Record extracts:

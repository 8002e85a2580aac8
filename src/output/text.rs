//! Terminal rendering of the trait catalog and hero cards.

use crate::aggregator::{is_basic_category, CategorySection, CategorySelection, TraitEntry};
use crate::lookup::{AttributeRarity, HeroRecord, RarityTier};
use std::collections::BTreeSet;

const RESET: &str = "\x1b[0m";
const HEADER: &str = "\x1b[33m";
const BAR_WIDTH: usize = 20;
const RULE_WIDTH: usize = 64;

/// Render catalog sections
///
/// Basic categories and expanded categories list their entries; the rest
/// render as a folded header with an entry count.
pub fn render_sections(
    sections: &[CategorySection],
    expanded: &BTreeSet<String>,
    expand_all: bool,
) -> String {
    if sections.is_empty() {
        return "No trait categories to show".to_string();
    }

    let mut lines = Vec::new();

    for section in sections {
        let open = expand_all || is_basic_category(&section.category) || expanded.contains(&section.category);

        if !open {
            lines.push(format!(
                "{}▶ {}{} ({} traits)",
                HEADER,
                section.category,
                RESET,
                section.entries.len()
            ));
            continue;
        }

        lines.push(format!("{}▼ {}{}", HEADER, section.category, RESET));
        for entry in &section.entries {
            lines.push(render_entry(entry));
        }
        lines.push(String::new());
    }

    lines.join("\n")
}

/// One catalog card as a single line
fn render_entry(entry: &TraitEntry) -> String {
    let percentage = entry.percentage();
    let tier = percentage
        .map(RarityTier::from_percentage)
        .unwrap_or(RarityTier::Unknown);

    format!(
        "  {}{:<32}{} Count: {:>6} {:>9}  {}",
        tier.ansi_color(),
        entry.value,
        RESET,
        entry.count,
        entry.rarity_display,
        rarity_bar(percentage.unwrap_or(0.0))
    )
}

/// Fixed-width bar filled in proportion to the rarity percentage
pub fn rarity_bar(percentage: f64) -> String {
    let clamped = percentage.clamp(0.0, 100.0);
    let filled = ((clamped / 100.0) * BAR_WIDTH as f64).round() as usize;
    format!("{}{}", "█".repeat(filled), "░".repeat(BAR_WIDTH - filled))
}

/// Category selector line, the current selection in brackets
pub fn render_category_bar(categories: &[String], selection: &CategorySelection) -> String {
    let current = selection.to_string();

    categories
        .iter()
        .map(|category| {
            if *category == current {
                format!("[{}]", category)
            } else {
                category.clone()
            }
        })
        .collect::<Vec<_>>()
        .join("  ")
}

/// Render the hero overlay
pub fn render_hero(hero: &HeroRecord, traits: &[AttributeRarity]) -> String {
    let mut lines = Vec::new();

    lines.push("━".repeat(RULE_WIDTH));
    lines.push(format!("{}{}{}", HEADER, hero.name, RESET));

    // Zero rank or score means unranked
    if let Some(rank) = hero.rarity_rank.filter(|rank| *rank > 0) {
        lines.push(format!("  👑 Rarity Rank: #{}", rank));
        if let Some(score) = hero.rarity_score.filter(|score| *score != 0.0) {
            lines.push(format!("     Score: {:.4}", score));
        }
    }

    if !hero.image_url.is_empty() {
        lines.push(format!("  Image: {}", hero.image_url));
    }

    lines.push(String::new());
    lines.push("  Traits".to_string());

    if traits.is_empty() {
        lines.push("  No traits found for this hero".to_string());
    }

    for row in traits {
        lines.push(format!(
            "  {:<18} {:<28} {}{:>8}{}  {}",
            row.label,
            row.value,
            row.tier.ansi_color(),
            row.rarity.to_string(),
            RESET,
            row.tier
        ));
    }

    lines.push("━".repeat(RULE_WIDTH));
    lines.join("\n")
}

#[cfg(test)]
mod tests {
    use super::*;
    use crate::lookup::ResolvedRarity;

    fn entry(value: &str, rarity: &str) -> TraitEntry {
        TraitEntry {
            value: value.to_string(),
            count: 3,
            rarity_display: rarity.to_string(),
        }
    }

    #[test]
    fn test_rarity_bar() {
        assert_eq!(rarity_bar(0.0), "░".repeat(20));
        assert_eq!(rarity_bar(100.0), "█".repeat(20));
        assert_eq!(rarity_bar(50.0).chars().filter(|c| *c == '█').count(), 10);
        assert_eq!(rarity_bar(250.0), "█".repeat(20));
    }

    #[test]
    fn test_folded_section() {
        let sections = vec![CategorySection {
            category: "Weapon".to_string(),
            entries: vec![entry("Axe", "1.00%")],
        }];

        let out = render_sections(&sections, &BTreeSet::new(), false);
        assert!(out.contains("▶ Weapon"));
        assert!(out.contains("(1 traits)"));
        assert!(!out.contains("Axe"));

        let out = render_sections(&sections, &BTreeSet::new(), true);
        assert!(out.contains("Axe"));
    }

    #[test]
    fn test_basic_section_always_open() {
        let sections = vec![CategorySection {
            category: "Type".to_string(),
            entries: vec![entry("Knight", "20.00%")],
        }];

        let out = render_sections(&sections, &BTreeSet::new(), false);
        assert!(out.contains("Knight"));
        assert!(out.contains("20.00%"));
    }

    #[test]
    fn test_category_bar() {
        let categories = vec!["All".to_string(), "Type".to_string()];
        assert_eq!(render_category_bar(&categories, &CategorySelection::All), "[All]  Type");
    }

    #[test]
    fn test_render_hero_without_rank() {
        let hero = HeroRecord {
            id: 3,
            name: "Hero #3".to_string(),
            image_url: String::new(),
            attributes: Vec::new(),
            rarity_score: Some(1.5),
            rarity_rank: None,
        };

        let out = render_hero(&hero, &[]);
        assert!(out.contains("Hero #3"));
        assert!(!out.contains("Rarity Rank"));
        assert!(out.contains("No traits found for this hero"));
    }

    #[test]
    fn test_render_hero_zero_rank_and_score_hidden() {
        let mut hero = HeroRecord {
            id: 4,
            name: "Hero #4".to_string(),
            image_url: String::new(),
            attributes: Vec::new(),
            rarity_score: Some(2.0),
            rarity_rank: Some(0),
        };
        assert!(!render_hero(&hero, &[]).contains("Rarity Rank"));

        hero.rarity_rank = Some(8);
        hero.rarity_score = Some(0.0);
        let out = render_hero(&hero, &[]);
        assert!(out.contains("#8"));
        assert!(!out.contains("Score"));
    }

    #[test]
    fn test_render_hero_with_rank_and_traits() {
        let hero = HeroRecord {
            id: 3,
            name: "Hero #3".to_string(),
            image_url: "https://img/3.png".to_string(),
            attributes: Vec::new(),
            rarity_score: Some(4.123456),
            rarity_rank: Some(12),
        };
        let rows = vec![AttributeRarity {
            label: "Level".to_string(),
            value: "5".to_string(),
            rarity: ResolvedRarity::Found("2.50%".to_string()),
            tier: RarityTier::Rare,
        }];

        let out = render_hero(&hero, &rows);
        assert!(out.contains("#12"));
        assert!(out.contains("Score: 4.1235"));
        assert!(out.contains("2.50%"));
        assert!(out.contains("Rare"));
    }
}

--

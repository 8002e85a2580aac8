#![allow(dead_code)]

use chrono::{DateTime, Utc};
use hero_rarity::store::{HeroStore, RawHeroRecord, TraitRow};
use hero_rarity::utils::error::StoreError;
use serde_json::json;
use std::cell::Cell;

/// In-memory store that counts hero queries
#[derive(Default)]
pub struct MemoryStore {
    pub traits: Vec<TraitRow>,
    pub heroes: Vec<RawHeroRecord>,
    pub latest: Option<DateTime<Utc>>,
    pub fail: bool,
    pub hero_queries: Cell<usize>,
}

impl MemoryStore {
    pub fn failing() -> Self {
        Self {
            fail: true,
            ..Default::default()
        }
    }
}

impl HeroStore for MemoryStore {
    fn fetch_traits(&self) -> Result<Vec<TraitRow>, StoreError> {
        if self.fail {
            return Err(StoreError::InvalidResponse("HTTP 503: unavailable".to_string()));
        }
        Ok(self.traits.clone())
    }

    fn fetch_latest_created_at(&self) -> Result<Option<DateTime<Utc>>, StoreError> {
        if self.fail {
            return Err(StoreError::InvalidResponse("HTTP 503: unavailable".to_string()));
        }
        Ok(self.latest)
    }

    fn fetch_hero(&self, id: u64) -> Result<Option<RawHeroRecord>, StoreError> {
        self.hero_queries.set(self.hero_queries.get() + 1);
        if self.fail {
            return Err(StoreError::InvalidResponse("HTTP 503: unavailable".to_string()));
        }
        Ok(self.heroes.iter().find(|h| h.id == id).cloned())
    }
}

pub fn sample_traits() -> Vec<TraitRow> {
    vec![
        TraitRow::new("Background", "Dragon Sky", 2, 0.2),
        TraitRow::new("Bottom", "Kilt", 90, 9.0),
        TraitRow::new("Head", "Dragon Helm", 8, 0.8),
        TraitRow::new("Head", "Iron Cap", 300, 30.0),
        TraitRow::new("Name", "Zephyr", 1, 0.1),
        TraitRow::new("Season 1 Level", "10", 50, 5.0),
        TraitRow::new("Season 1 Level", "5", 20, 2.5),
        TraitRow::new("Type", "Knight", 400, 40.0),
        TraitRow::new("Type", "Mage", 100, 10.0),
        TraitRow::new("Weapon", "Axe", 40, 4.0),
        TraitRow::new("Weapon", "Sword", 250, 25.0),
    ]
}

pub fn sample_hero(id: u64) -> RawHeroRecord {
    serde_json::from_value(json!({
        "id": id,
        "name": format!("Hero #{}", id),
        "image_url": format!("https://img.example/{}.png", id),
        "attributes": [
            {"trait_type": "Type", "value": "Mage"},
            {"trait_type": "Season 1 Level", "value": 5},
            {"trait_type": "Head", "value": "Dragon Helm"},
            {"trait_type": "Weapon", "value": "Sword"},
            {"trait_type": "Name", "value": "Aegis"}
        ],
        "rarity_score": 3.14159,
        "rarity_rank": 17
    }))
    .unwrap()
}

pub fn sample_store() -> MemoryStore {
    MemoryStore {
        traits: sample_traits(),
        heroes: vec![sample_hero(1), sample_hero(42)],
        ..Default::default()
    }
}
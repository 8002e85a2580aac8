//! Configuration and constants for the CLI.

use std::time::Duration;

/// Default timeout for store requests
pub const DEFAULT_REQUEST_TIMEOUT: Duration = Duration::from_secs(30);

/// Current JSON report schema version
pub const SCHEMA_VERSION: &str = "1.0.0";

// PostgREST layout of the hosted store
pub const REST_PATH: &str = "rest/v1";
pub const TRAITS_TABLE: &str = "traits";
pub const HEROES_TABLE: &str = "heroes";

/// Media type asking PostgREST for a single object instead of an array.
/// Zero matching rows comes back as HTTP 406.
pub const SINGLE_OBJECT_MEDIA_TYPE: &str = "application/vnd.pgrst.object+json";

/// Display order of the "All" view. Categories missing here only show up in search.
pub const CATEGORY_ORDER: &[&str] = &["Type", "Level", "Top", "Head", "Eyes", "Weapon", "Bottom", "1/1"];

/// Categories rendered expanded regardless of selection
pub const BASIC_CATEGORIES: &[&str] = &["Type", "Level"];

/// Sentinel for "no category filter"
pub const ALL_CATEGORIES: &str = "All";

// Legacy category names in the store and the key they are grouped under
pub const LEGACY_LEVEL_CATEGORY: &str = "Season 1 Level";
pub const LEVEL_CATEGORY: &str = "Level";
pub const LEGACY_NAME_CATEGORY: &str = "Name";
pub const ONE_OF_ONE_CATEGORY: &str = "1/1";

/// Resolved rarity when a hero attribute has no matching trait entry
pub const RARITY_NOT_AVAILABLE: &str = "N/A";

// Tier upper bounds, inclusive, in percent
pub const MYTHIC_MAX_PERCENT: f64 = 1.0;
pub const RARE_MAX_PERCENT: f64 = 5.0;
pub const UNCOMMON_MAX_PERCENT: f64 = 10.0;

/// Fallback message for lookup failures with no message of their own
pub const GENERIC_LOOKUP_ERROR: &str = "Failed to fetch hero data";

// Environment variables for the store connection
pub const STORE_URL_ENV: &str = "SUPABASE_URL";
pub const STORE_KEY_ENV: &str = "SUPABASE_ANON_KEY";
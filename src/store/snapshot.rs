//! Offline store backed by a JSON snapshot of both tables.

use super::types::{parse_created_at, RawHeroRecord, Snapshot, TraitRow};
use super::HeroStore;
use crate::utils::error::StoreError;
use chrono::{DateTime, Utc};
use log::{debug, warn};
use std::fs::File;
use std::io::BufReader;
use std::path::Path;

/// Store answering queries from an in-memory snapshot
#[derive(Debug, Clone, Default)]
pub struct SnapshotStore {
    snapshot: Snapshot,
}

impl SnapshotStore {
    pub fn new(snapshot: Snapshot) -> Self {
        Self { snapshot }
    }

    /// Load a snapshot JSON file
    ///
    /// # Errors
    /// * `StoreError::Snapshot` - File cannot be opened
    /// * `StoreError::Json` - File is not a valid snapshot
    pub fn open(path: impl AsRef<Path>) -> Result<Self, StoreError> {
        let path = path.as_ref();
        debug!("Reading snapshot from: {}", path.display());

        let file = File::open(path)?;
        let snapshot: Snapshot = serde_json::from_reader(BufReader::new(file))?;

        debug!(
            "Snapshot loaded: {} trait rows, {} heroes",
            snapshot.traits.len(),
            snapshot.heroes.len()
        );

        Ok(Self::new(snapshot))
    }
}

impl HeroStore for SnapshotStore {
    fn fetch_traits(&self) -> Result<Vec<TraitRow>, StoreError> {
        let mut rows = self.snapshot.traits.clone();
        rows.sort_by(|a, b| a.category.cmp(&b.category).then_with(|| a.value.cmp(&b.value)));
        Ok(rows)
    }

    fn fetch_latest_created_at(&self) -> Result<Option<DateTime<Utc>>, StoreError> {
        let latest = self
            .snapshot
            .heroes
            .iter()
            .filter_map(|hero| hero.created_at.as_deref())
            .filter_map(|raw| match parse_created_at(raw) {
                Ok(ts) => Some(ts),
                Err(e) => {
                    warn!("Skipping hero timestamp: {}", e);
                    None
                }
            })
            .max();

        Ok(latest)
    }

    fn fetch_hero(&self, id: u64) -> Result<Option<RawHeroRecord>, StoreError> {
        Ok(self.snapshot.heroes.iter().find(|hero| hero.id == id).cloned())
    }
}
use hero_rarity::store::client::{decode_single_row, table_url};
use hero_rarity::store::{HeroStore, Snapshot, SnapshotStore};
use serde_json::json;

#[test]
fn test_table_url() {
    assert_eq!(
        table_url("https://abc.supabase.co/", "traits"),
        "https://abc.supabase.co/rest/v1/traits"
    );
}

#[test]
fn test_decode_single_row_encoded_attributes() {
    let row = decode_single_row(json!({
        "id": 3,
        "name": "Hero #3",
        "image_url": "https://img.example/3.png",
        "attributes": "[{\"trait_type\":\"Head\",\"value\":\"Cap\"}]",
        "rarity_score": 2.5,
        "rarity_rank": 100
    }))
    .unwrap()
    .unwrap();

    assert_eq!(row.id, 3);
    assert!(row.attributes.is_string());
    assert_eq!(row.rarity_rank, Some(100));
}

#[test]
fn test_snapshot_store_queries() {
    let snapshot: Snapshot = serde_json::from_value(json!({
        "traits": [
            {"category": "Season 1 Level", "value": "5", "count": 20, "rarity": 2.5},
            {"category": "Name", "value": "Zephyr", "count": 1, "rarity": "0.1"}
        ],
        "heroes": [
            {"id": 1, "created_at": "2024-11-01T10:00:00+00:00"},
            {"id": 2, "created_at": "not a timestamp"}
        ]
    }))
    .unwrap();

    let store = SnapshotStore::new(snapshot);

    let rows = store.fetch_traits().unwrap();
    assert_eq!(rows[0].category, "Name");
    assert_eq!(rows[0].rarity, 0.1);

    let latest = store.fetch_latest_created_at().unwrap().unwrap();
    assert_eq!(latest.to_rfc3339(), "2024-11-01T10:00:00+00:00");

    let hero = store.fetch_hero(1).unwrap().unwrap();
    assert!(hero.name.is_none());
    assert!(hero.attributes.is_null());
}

Directions:
Search the entries for the string "Weapon" and copy each line where it occurs.

Result below:
            category: "Weapon".to_string(),
        assert!(out.contains("▶ Weapon"));
        TraitRow::new("Weapon", "Axe", 40, 4.0),
        TraitRow::new("Weapon", "Sword", 250, 25.0),
            {"trait_type": "Weapon", "value": "Sword"},
pub const CATEGORY_ORDER: &[&str] = &["Type", "Level", "Top", "Head", "Eyes", "Weapon", "Bottom", "1/1"];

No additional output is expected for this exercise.